During this week's Little By Little matching campaign, donations up to $50 are matched at 50%. This is a great way to turn a litle into a lot! We hope you'll take this opportunity to donate before the campaign ends on Friday, March 12.

Speaking of transforming a little into a lot, we recently announced winners of our Waste to Art competition held under the theme “Amazing Seabirds: Our Birds, Our Islands, Our Future.” Participants from islands throughout St. Vincent and the Grenadines and Grenada turned trash into beautiful sculptures of seabirds in order to raise awareness about the plight of these birds and the threat that plastic and other litter poses for wildlife. Learn more.

The citizen scientists of the Grenadines Seabird Guardians have been busy conducting surveys as well, including using remote cameras and other devices to search for invasive predators like rats on uninhabited islands. The field work was successful, allowing us to update maps showing where non-native mammals are found, and they also managed to clean up a lot of litter, making the island safer for birds, sea turtles, and other wildlife that can get entangled in or eat plastics and other waste.

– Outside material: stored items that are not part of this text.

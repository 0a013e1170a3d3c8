use std::time::Instant;

use tracing::{info, warn};

use rhythmseed_core::{Dataset, GameMode, validate_dataset};

use crate::assets::CountryAsset;
use crate::countries::select_country_source;
use crate::errors::GenerationError;
use crate::faker::{FakeData, FakeRs};
use crate::generators::{
    GenerationContext, generate_beatmap_sets, generate_beatmaps, generate_game_modes,
    generate_medals, generate_mods, generate_play_mods, generate_player_medals,
    generate_player_stats, generate_players, generate_plays,
};
use crate::model::{DatasetCounts, GenerateOptions, GenerationReport, TableReport};

/// Result of a generation run.
#[derive(Debug, Clone)]
pub struct GenerationResult {
    pub dataset: Dataset,
    pub report: GenerationReport,
}

/// Entry point for generating the dataset.
pub struct GenerationEngine {
    options: GenerateOptions,
    data: Box<dyn FakeData>,
}

impl GenerationEngine {
    pub fn new(options: GenerateOptions) -> Self {
        Self::with_fake_data(options, Box::new(FakeRs))
    }

    /// Use `data` instead of the `fake` crate for text values.
    pub fn with_fake_data(options: GenerateOptions, data: Box<dyn FakeData>) -> Self {
        Self { options, data }
    }

    /// Build every table in dependency order and validate the result.
    ///
    /// Nothing is written; an integrity violation comes back as
    /// [`GenerationError::Integrity`].
    pub fn generate(&self) -> Result<GenerationResult, GenerationError> {
        let start = Instant::now();
        let counts = self.options.counts;
        counts.validate()?;

        let run_id = uuid::Uuid::new_v4().to_string();
        let seed = self.options.seed;
        info!(
            run_id = %run_id,
            seed,
            anchor_date = %self.options.anchor_date,
            "generation started"
        );

        let report = GenerationReport::new(run_id.clone(), seed);
        let mut ctx = GenerationContext::new(
            seed,
            self.data.as_ref(),
            self.options.anchor_date,
            report,
        );

        let dataset = match self.build(&mut ctx, &counts) {
            Ok(dataset) => dataset,
            Err(err) => {
                warn!(run_id = %run_id, error = %err, "generation failed");
                return Err(err);
            }
        };
        if let Err(err) = validate_dataset(&dataset) {
            warn!(run_id = %run_id, error = %err, "dataset failed validation");
            return Err(err.into());
        }

        let mut report = ctx.report;
        for (table, rows) in dataset.row_counts() {
            info!(table, rows, "table generated");
            report.tables.push(TableReport {
                table: table.to_string(),
                rows_requested: requested_rows(table, &counts),
                rows_generated: rows as u64,
            });
        }
        report.duration_ms = start.elapsed().as_millis() as u64;

        info!(
            run_id = %run_id,
            tables = report.tables.len(),
            repairs = report.repairs.values().sum::<u64>(),
            duration_ms = report.duration_ms,
            "generation completed"
        );
        Ok(GenerationResult { dataset, report })
    }

    fn build(
        &self,
        ctx: &mut GenerationContext<'_>,
        counts: &DatasetCounts,
    ) -> Result<Dataset, GenerationError> {
        let asset = self
            .options
            .use_reference_countries
            .then(|| CountryAsset::from_option(self.options.countries_path.as_deref()));
        let mut source = select_country_source(asset, counts.countries as usize);
        ctx.report.country_source = source.name();
        info!(source = %ctx.report.country_source, "country source selected");

        let countries = source.countries(counts.countries as usize, ctx)?;
        let game_modes = generate_game_modes();
        let mods = generate_mods(counts.mods);
        let medals = generate_medals(ctx, counts.medals)?;
        let players = generate_players(ctx, &countries, counts.players)?;
        let beatmap_sets = generate_beatmap_sets(ctx, &players, counts.beatmap_sets)?;
        let beatmaps = generate_beatmaps(ctx, &beatmap_sets, &game_modes, counts.beatmaps)?;
        let plays = generate_plays(ctx, &players, &beatmaps, counts.plays)?;
        let play_mods = generate_play_mods(ctx, &plays, &mods);
        let player_medals = generate_player_medals(ctx, &players, &medals);
        let player_stats = generate_player_stats(ctx, &players, &game_modes);

        Ok(Dataset {
            countries,
            game_modes,
            mods,
            medals,
            players,
            beatmap_sets,
            beatmaps,
            plays,
            play_mods,
            player_medals,
            player_stats,
        })
    }
}

fn requested_rows(table: &str, counts: &DatasetCounts) -> Option<u64> {
    let requested = match table {
        "Countries" => counts.countries,
        "GameModes" => GameMode::COUNT as u32,
        "Mods" => counts.mods,
        "Medals" => counts.medals,
        "Players" => counts.players,
        "BeatmapSets" => counts.beatmap_sets,
        "Beatmaps" => counts.beatmaps,
        "Plays" => counts.plays,
        "PlayerStats" => counts.players.saturating_mul(GameMode::COUNT as u32),
        _ => return None,
    };
    Some(u64::from(requested))
}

It's good timing because the migratory gulls and terns have just returned to start their nesting season!

The Working Group that oversees the Grenadines Seabird Conservation Plan has met online to discuss the issues of invasive mammals and seabird harvesting. The group is made up of diverse stakeholders, including government, non-profits, and fisherfolk, who advise on the best strategies to address crucial conservation concerns while making sure different perspectives are included.

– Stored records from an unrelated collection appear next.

use std::fs;
use std::io::Read;
use std::path::{Path, PathBuf};

use serde::Deserialize;

use crate::errors::GenerationError;

/// File name of the reference country list inside an assets directory.
pub const COUNTRIES_FILE: &str = "countries.csv";

/// Copy of `assets/countries.csv` compiled into the crate.
pub const BUNDLED_COUNTRIES: &str = include_str!("../assets/countries.csv");

/// One `code,name` line of a reference country list.
#[derive(Debug, Clone, PartialEq, Eq, Deserialize)]
pub struct CountryRecord {
    pub code: String,
    pub name: String,
}

/// Where the reference country list is read from.
#[derive(Debug, Clone, PartialEq, Eq)]
pub enum CountryAsset {
    Bundled,
    File(PathBuf),
}

impl CountryAsset {
    pub fn from_option(path: Option<&Path>) -> Self {
        match path {
            Some(path) => CountryAsset::File(path.to_path_buf()),
            None => CountryAsset::Bundled,
        }
    }

    pub fn describe(&self) -> String {
        match self {
            CountryAsset::Bundled => format!("bundled {COUNTRIES_FILE}"),
            CountryAsset::File(path) => path.display().to_string(),
        }
    }

    /// Read every record, or `None` when the file does not exist.
    pub fn load(&self) -> Result<Option<Vec<CountryRecord>>, GenerationError> {
        match self {
            CountryAsset::Bundled => read_records(BUNDLED_COUNTRIES.as_bytes()).map(Some),
            CountryAsset::File(path) => {
                let contents = match fs::read(path) {
                    Ok(contents) => contents,
                    Err(err) if err.kind() == std::io::ErrorKind::NotFound => return Ok(None),
                    Err(err) => return Err(err.into()),
                };
                read_records(contents.as_slice()).map(Some)
            }
        }
    }
}

fn read_records<R: Read>(reader: R) -> Result<Vec<CountryRecord>, GenerationError> {
    let mut reader = csv::ReaderBuilder::new()
        .trim(csv::Trim::All)
        .from_reader(reader);
    let mut records = Vec::new();
    for record in reader.deserialize() {
        records.push(record?);
    }
    Ok(records)
}

#[cfg(test)]
mod tests {
    use super::*;

    #[test]
    fn bundled_list_parses() {
        let records = CountryAsset::Bundled
            .load()
            .expect("load")
            .expect("bundled list present");
        assert!(records.len() >= 30);
        assert!(records.iter().any(|r| r.code == "KR" && r.name == "Korea, Republic of"));
    }

    #[test]
    fn missing_file_is_not_an_error() {
        let asset = CountryAsset::File(PathBuf::from("/nonexistent/rhythmseed/countries.csv"));
        assert_eq!(asset.load().expect("load"), None);
    }
}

I am really proud of our teams, those working remotely and in the field, who continue to make progress in protecting these regionally and globally important nesting sites for seabirds despite the restrictions posed by the pandemic. I hope you will show your support for their perserverance by contributing what you can during this matching campaign. Thank you!

Photos: 1. Rowena Kind Desouza (artist) 2. Annique Patterson (artist) 3 & 4. Kate Charles. All use by permission.

Artwork showing threat of ingesting plastic
Artwork showing threat of ingesting plastic
A field lesson in using remote wildlife cameras
A field lesson in using remote wildlife cameras
A creative solution for removing litter!
A creative solution for removing litter!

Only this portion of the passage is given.